EXERCISE PROMPT
What lines below include the word "wins"? Copy each one.
------------------------------------------------------------------------
//! Display name resolution
//!
//! An item's display label comes from the first metadata field that
//! yields one, in strict order:
//!
//! 1. `meta.display-name`, cleaned of one quote layer and, when it is a
//!    JSON rich-text component, reduced to its plain text
//! 2. `meta.title` (written books), cleaned of one quote layer
//! 3. `meta.stored-enchants`, summarized as
//!    `Enchanted Book [Name Numeral, ...]`
//! 4. the caller-supplied fallback label
//!
//! An empty field falls through to the next branch, but a non-empty
//! `display-name` that merely cleans to an empty string still wins over
//! a title further down the chain.

use crate::enchant;
use crate::meta::{scalar_string, ItemMeta};

/// Resolve the display label for an item.
///
/// `fallback` is returned when no metadata field yields a label; it is
/// normally the label part of the item code.
pub fn resolve_display_name(meta: &ItemMeta, fallback: &str) -> String {
    if let Some(name) = meta.display_name() {
        if !name.is_empty() {
            return clean_rich_name(&name);
        }
    }
    if let Some(title) = meta.title() {
        if !title.is_empty() {
            return strip_quotes(&title).to_string();
        }
    }
    if let Some(enchants) = meta.stored_enchants() {
        let parts = enchant_parts(enchants);
        if !parts.is_empty() {
            return format!("Enchanted Book [{}]", parts.join(", "));
        }
    }
    fallback.to_string()
}

/// Reduce a raw display-name value to plain text.
///
/// Strips one layer of surrounding quotes, then unwraps JSON rich-text
/// components: a non-empty `text` field wins, else the first `extra`
/// element. Text that merely looks brace-delimited but fails to parse
/// is returned as-is.
fn clean_rich_name(name: &str) -> String {
    let stripped = strip_quotes(name);
    if !(stripped.starts_with('{') && stripped.ends_with('}')) {
        return stripped.to_string();
    }

    let component: serde_json::Value = match serde_json::from_str(stripped) {
        Ok(value) => value,
        Err(_) => return stripped.to_string(),
    };

    if let Some(text) = component.get("text").and_then(serde_json::Value::as_str) {
        if !text.is_empty() {
            return text.to_string();
        }
    }
    if let Some(extra) = component.get("extra").and_then(serde_json::Value::as_array) {
        if let Some(first) = extra.first() {
            if let Some(text) = first.as_str() {
                return text.to_string();
            }
            if let Some(text) = first.get("text").and_then(serde_json::Value::as_str) {
                return text.to_string();
            }
        }
    }
    String::new()
}

/// Strip one layer of surrounding double quotes
fn strip_quotes(text: &str) -> &str {
    if text.len() >= 2 && text.starts_with('"') && text.ends_with('"') {
        &text[1..text.len() - 1]
    } else {
        text
    }
}

/// `"Name Numeral"` part for each enchantment entry, in document order
fn enchant_parts(enchants: &serde_yaml::Mapping) -> Vec<String> {
    let mut parts = Vec::new();
    for (key, level) in enchants {
        let key_text = match scalar_string(key) {
            Some(text) => text,
            None => continue,
        };
        let name = enchant::enchantment_name(&key_text);
        let level_text = match level.as_i64() {
            Some(level) => enchant::level_numeral(level),
            None => match scalar_string(level) {
                Some(text) => text,
                None => continue,
            },
        };
        parts.push(format!("{name} {level_text}"));
    }
    parts
}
------------------------------------------------------------------------
EXERCISE RESULT
//! `display-name` that merely cleans to an empty string still wins over
/// components: a non-empty `text` field wins, else the first `extra`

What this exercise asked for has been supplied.